I realize this may be a controversial statement, but I think it’s difficult to convey sophisticated ideas over the Internet. Yes, you can put texts up, but the whole nature of the Internet leads people to disregard anything that isn’t brief and filled with pretty graphics. The Internet is fine for communication and for things like articles and blogs, but books and other forms of media will always be the only place for serious intellectual and cultural life to take place.
I have to agree with a lot of this. We are certainly not going to be able to revert back where all the technology and what not of the last hundred years will just disappear. And like you said, there are some solid ideas out there that have come about that are worth keeping. As far as technology goes, the analogy I like to use is salt.
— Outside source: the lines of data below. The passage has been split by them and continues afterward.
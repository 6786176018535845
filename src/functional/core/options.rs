//! Estimation options shared by the FAR and MXFAR model façades.
//!
//! Bundles the bandwidth proportion, grid resolution, and the optional
//! frequency-domain (fPDC) post-processing flag into a single configuration
//! object with validated construction and sensible defaults.
use crate::functional::errors::{FarError, FarResult};

/// FarOptions — configuration for grid-based functional estimation.
///
/// Purpose
/// -------
/// Carry the tuning knobs of a FAR / MXFAR fit in one place so model
/// façades, the cross-validator, and the nonlinearity test all thread the
/// same configuration type.
///
/// Fields
/// ------
/// - `bwp`: `f64`
///   Bandwidth proportion in `(0, 1]`. The absolute kernel bandwidth is
///   `bwp × range(u)` over the reference series being fit. The rolling
///   cross-validator rescales this internally by the usual
///   `(T / T_train)^{1/5}` sample-size correction, which may push the
///   effective proportion above 1; only user-supplied values are range
///   checked.
/// - `numpoints`: `usize`
///   Grid resolution: number of cut points. The evaluation grid always has
///   `numpoints + 1` points. Must be ≥ 2.
/// - `compute_fpdc`: `bool`
///   When `true`, the model façades additionally compute the functional
///   partial directed coherence of the estimated field at the Fourier
///   frequencies `k/T`, `k = 1..⌊T/2⌋`.
///
/// Invariants
/// ----------
/// - Values produced by [`FarOptions::new`] satisfy `0 < bwp ≤ 1` and
///   `numpoints ≥ 2`.
///
/// Notes
/// -----
/// - Fields are public so internal code (e.g. the cross-validator's
///   per-fold bandwidth correction) can derive adjusted copies without
///   re-validating; external callers should prefer [`FarOptions::new`] or
///   [`FarOptions::default`].
#[derive(Debug, Clone, Copy, PartialEq)]
pub struct FarOptions {
    /// Bandwidth proportion in (0, 1].
    pub bwp: f64,
    /// Number of grid cut points (evaluation grid has `numpoints + 1` points).
    pub numpoints: usize,
    /// Whether to compute fPDC arrays alongside the fit.
    pub compute_fpdc: bool,
}

impl FarOptions {
    /// Construct validated [`FarOptions`].
    ///
    /// # Errors
    /// - [`FarError::InvalidBandwidth`] if `bwp` is non-finite or outside
    ///   `(0, 1]`.
    /// - [`FarError::InvalidGridResolution`] if `numpoints < 2`.
    pub fn new(bwp: f64, numpoints: usize, compute_fpdc: bool) -> FarResult<Self> {
        if !bwp.is_finite() || bwp <= 0.0 || bwp > 1.0 {
            return Err(FarError::InvalidBandwidth(bwp));
        }
        if numpoints < 2 {
            return Err(FarError::InvalidGridResolution(numpoints));
        }
        Ok(FarOptions { bwp, numpoints, compute_fpdc })
    }
}

impl Default for FarOptions {
    /// Default configuration: `bwp = 0.1`, `numpoints = 50`, no fPDC.
    fn default() -> Self {
        FarOptions { bwp: 0.1, numpoints: 50, compute_fpdc: false }
    }
}

#[cfg(test)]
mod tests {
    use super::*;

    // -------------------------------------------------------------------------
    // Scope
    // -----
    // These tests cover:
    // - Range validation of bwp and numpoints.
    // - The documented defaults.
    // -------------------------------------------------------------------------

    #[test]
    // Purpose
    // -------
    // Ensure out-of-range bandwidths and grid resolutions are rejected.
    //
    // Given
    // -----
    // - bwp values 0.0, 1.5, NaN and numpoints values 0 and 1.
    //
    // Expect
    // ------
    // - Each returns the matching `FarError` variant.
    fn far_options_new_rejects_out_of_range_values() {
        // Act & Assert
        assert!(matches!(FarOptions::new(0.0, 50, false), Err(FarError::InvalidBandwidth(_))));
        assert!(matches!(FarOptions::new(1.5, 50, false), Err(FarError::InvalidBandwidth(_))));
        assert!(matches!(FarOptions::new(f64::NAN, 50, false), Err(FarError::InvalidBandwidth(_))));
        assert!(matches!(FarOptions::new(0.1, 1, false), Err(FarError::InvalidGridResolution(1))));
    }

    #[test]
    // Purpose
    // -------
    // Verify the documented defaults.
    //
    // Expect
    // ------
    // - bwp = 0.1, numpoints = 50, compute_fpdc = false.
    fn far_options_default_matches_documented_values() {
        // Act
        let opts = FarOptions::default();

        // Assert
        assert_eq!(opts, FarOptions { bwp: 0.1, numpoints: 50, compute_fpdc: false });
    }
}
When cooking, we add a little salt to bring out flavors. But you don’t then just dump a ton of salt in thinking that will make things even better. You just end up ruining your food. I see technology like that. Our current usage model is just dumping technology onto our existence, and the powers that be that profit in this just want to dump more and more. Yet we could use technology more in a way that enhance life versus dominate and drown it out. For myself I have come to realize I can make that choice. But the raw numbers tend to shape society and the world. And we know how the raw numbers think and behave. I often wonder what consciousness and identity will be in a hundred years. We are paving a path where it really seems people will have no chance at having a sense of “being”. I could be wrong, but it seems likely the future could be very dystopic. Not in the 1984 way everyone wants to rail against (though possibly in that way as well), but more so in that people will have lost their sense of being, and there will be no way to get it back. Sounds gloomy, but I cannot see how this possibility is not a reasonable conclusion if you have the ability to extrapolate and look ahead. I am sure I am preaching to the choir here. Anyway, just a thought I had.
“When cooking, we add a little salt to bring out flavors. But you don’t then just dump a ton of salt in thinking that will make things even better. You just end up ruining your food. I see technology like that”
really awesome point!
Arktos is a great organization. I’ve ordered several books off of it in the past.
I ordered some stuff to give to my liberal friends for this Christmas, too. ;)
Interesting.. sounds great!
I did not know they were the publishers of Faye’s work. You learn something every day! Gracias!
Andrea, yes, we have published English versions of Faye’s “Archeofuturism” and “Why We Fight” to date. We have an agreement with Faye to publish six more over the next few years.
Many thanks for posting this interview!
I feel a great relief after reading this story: now I know other people are doing things similar to what I’m doing, and it makes me feel much more confident.
I wish Good luck to Arktos and John Morgan.
Rest assured that while there aren’t many of us, you are not alone! And thanks for your good wishes. What projects of your own are you developing?
My wife made a compilation of a good music for the piano students: four repertoir books and three method books. She did it for her students in order not to buy a couple of books and play only one or two pieces from each one.
It took a lot of time: Music notation was done in Finale from scratch, and the books – in InDesign. The goal was not only to foster a good musical taste in children, but also to make it readable better; we believed it’s important for kids. I print the books on demand on a color lazer printer on 28 lb paper and wire bind them (so they turn pages much better).
I work full time in telecommunication, print books on demand, and believe in necessity of culturel resurrection. Thus I saw some similarities and was glad we are not alone.